One day he opens a mysterious present, which turns out to be a tollbooth. Setting off in his long-disused electric car, Milo finds magic and adventure as he travels past Expectations into The Lands Beyond, and struggles to restore the princesses Sweet Rhyme and Pure Reason to Dictionopolis.

Why should you read this, if you haven’t already? Because it’s much more fun that whatever you just finished reading. Because the word play is delightful. Because it will remind you of everything you’ve ever forgotten. Because Tock the WatchDog would want you to.

“But it’s not just learning things that’s important. It’s learning what to do with what you learn and learning why you learn things at all that matters.”

The Lives of a Cell

It is also ok to read science, even if it is not brand new. Sometimes science writing is really about how people think. For many years Lewis Thomas wrote a monthly short, informal essay called “Notes of a Biology Watcher” for the New England Journal of Medicine. In 1974, the first collection of these essays was published in book form.

“The Lives of a Cell: Notes of a Biology Watcher” won the National Book Award in 1975. Twice. This magnificent book won in two categories: Arts and Letters as well as Sciences.
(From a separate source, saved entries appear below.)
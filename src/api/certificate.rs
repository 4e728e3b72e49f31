use serde::Deserialize;
use validator::Validate;

use super::{validate_fields, FieldErrors, WriteBody};
use crate::database::models::{Certificate, CertificateFields};

/// `timestamp` is not part of the body; a client-sent value is ignored.
#[derive(Debug, Default, Deserialize, Validate)]
pub struct CertificateBody {
    #[validate(
        required(message = "This field is required."),
        custom(function = "crate::api::not_blank"),
        length(max = 100, message = "Ensure this field has no more than 100 characters.")
    )]
    pub name: Option<String>,

    #[validate(required(message = "This field is required."))]
    pub certifying_institution: Option<i64>,

    /// Absent on update means "keep the current links".
    pub profiles: Option<Vec<i64>>,
}

impl WriteBody for CertificateBody {
    type Record = Certificate;
    type Create = CertificateFields;
    type Update = CertificateFields;

    fn merge_over(self, current: &Certificate) -> Self {
        Self {
            name: self.name.or_else(|| Some(current.name.clone())),
            certifying_institution: self.certifying_institution.or(Some(current.certifying_institution_id)),
            profiles: self.profiles,
        }
    }

    fn check(&self) -> Result<(), FieldErrors> {
        validate_fields(self)
    }

    fn into_create(self) -> CertificateFields {
        CertificateFields {
            name: self.name.unwrap_or_default(),
            certifying_institution_id: self.certifying_institution.unwrap_or_default(),
            profiles: Some(self.profiles.unwrap_or_default()),
        }
    }

    fn into_update(self) -> CertificateFields {
        CertificateFields {
            name: self.name.unwrap_or_default(),
            certifying_institution_id: self.certifying_institution.unwrap_or_default(),
            profiles: self.profiles,
        }
    }
}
Thomas’s acceptance speech is as graceful as his essays:

“What I have in mind is the growing body of totally new information about the way life works, and particularly the possible meanings that may be contained in this information. It is looking more and more like a strange, unexpected sort of world, the closer we get to it…I’m not sure you should leave it entirely to the scientists to figure out all the meanings.”

Sherlock Holmes


All along the mystery shelves they line up: authors who want to borrow an odd, old Victorian character and dust him off for another adventure: Caleb Carr with “The Italian Secretary,” Laurie King with her Mary Russell novels, Michael Chabon’s “The Final Solution,” and more. All these novels have circulated well. People are flocking to a movie that claims to be about this character, and viewers tune in to see an updated BBC version.

So when was the last time you read the real thing? The genuine article, the world’s first (and greatest) consulting detective, the true Sherlock Holmes, as chronicled by his creator, Sir Arthur Conan Doyle? Back in 2003, when you heard the buzz about Mark Haddon’s “The Curious Incident of the Dog in the Night-Time,” did you immediately think “Silver Blaze!”?

“How often have I said to you that when you have eliminated the impossible, whatever remains, however improbable, must be the truth?”

 

If you’d like to join the Cotuit Vintage Mystery Book Club, we meet at the Cotuit Library Sunday, January 15 at 1:00 pm to discuss “The Nine Tailors” by Dorothy Sayers. Next month, catch us on February 19 at 1:00 pm for Ngaio March’s “A Clutch of Constables.”